El diseñador prescindió de tales distracciones (“el mundo exterior ya es demasiado complicado y exigente”, explicó entonces) y el arquitecto Giancarlo Ortelli idéo para él una atmósfera clara y despejada, de geometrías limpias y superficies pulidas, inspirada en la arquitectura romana clásica, los jardines japoneses y el Estilo Internacional.
“Todavía recuerdo cuando descubrí este lugar”, dice. “Fui poco a poco abriendo las ventanas de cada habitación y cada salón y me sentí como en casa. Siempre es así con un nuevo hogar: o es amor a primera vista o no hay ninguna conexión. Me encantó la ubicación, en una vía histórica y noble, conocida por su arte y su cultura. La casa se orienta a dos direcciones diferentes: por un lado, una calle tranquila, y por otro, un pequeño jardín donde puedo apreciar el paso de las estaciones con el cambio de colores. Desde que llegué, ni por un segundo he pensado en cambiar mi residencia en Milán”.
A finales de los años ochenta, Armani había desarrollado una afición por los interiores sutilmente lujosos, construidos sobre infinitos matices de beis, que el legendario interiorista Jean-Michel Frank creó en los treinta. Le encargó al estadounidense Peter Marino, hoy arquitecto favorito de las grandes firmas de moda, que añadiera algo de esa opulenta calidez a su santuario. “Le confié la tarea de dar forma a mis deseos para crear un hogar a mi medida. Los colores que elegí en aquel momento, como el papel de pergamino beis y negro, siguen siendo los mismos. Así como las proporciones casi zen. La escalera negra de metal que se alza hacia un estrecho techo abovedado fue creada por mi estudio de arquitectura y conduce a mi habitación favorita: un despacho en el tercer piso que es mi refugio dentro de mi refugio. Hay algo relajante y casi espiritual en una escalera que te dirige a un lugar de reflexión”.
Como ocurre con las verdaderas estrellas, Armani sabe romper con la rigidez del horario impuesto para la sesión y sacarnos del trance en el que su casa nos ha sumido con una carcajada, revelándose como un octogenario jovial, atento, curioso y extrañado de que nuestro fotógrafo apague las luces y no emplee ni un mísero flash para retratarle en su casa en una mañana tan gris.

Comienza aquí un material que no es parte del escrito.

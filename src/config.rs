use crate::error::{DreError, Result};
use serde::{Deserialize, Serialize};
use std::path::Path;

pub const MAX_FORECAST_MONTHS: u32 = 120;

/// Tenant-level knobs for the statement pipeline, usually loaded from JSON.
#[derive(Debug, Clone, PartialEq, Serialize, Deserialize)]
#[serde(default)]
pub struct DreSettings {
    /// Months projected by [`crate::service::DreService::forecast`] when the caller gives none.
    pub forecast_months: u32,
    /// Sector key used to pick the valuation multiple.
    pub sector: Option<String>,
    pub divida_bruta: f64,
    pub caixa: f64,
    /// Allowed drift when verifying a built statement.
    pub verification_tolerance: f64,
    /// Classifier matches below this confidence are left unclassified on import.
    pub min_import_confidence: f64,
}

impl Default for DreSettings {
    fn default() -> Self {
        Self {
            forecast_months: 6,
            sector: None,
            divida_bruta: 0.0,
            caixa: 0.0,
            verification_tolerance: 0.01,
            min_import_confidence: 0.0,
        }
    }
}

impl DreSettings {
    pub fn from_json_str(json: &str) -> Result<Self> {
        let settings: Self = serde_json::from_str(json)?;
        settings.validate()?;
        Ok(settings)
    }

    pub fn from_json_file(path: impl AsRef<Path>) -> Result<Self> {
        let raw = std::fs::read_to_string(path)?;
        Self::from_json_str(&raw)
    }

    pub fn validate(&self) -> Result<()> {
        if !(1..=MAX_FORECAST_MONTHS).contains(&self.forecast_months) {
            return Err(DreError::InvalidSettings(format!(
                "forecast_months must be between 1 and {}, got {}",
                MAX_FORECAST_MONTHS, self.forecast_months
            )));
        }

        if !(self.verification_tolerance >= 0.0) {
            return Err(DreError::InvalidSettings(format!(
                "verification_tolerance must be non-negative, got {}",
                self.verification_tolerance
            )));
        }

        if !(0.0..=1.0).contains(&self.min_import_confidence) {
            return Err(DreError::InvalidSettings(format!(
                "min_import_confidence must be between 0.0 and 1.0, got {}",
                self.min_import_confidence
            )));
        }

        Ok(())
    }
}

#[cfg(test)]
mod tests {
    use super::*;
    use std::io::Write;

    #[test]
    fn test_defaults_are_valid() {
        assert!(DreSettings::default().validate().is_ok());
    }

    #[test]
    fn test_partial_json_uses_defaults() {
        let settings =
            DreSettings::from_json_str(r#"{ "sector": "saas", "caixa": 50000.0 }"#).unwrap();
        assert_eq!(settings.sector.as_deref(), Some("saas"));
        assert_eq!(settings.caixa, 50_000.0);
        assert_eq!(settings.forecast_months, 6);
        assert_eq!(settings.verification_tolerance, 0.01);
    }

    #[test]
    fn test_invalid_values_are_rejected() {
        for json in [
            r#"{ "forecast_months": 0 }"#,
            r#"{ "forecast_months": 500 }"#,
            r#"{ "verification_tolerance": -1.0 }"#,
            r#"{ "min_import_confidence": 1.5 }"#,
        ] {
            let result = DreSettings::from_json_str(json);
            assert!(
                matches!(result, Err(DreError::InvalidSettings(_))),
                "{} should be rejected",
                json
            );
        }
    }

    #[test]
    fn test_malformed_json_is_serialization_error() {
        let result = DreSettings::from_json_str("{ not json");
        assert!(matches!(result, Err(DreError::Serialization(_))));
    }

    #[test]
    fn test_from_json_file() {
        let path = std::env::temp_dir().join(format!("dre-settings-{}.json", uuid::Uuid::new_v4()));
        {
            let mut file = std::fs::File::create(&path).unwrap();
            write!(file, r#"{{ "forecast_months": 12, "divida_bruta": 1000.0 }}"#).unwrap();
        }

        let settings = DreSettings::from_json_file(&path).unwrap();
        assert_eq!(settings.forecast_months, 12);
        assert_eq!(settings.divida_bruta, 1_000.0);

        std::fs::remove_file(&path).unwrap();
        assert!(matches!(
            DreSettings::from_json_file(&path),
            Err(DreError::Io(_))
        ));
    }
}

Nos acompaña por algunos de los rincones menos transitados de los dos pisos que constituyen su verdadera residencia, como la biblioteca, una sala de cine con nueve butacas estilo primera clase de aerolínea emiratí o el comedor, por donde pululan sus gatos Angel y Mairin. “Aquí me divierto y ceno todos los días. Reúne piezas que representan momentos y lugares especiales de mi vida”, cuenta.
“Hay un gran cuadro que proviene de un antiguo cine en Piacenza, la ciudad en la que nací y crecí. Los Budas de bronce provienen de Tailandia y todas las demás piezas revelan toques del lejano oriente, que, junto con el art déco y el arte moderno, son mi mayor fuente de inspiración. Los retratos, bocetos, fotografías y pinturas han sido realizados por diferentes artistas y amigos, de Antonio López a Francesco Clemente, pasando por Herb Ritts, Bruce Weber y Richard Gere. Son testimonios de amistad y respeto mutuo que he recopilado a lo largo de los años”.
Confiese, le inquiero para finalizar, ¿secretamente le gusta lo barroco? “Sinceramente, está lejos de mi estética, pero aplicado a determinados casos o modos de vida, naturalmente estoy obligado a aceptarlo”. Y si tiene que elegir, ¿qué prefiere: feo y cómodo o bonito e incómodo? “Inexorablemente, bello e incómodo”.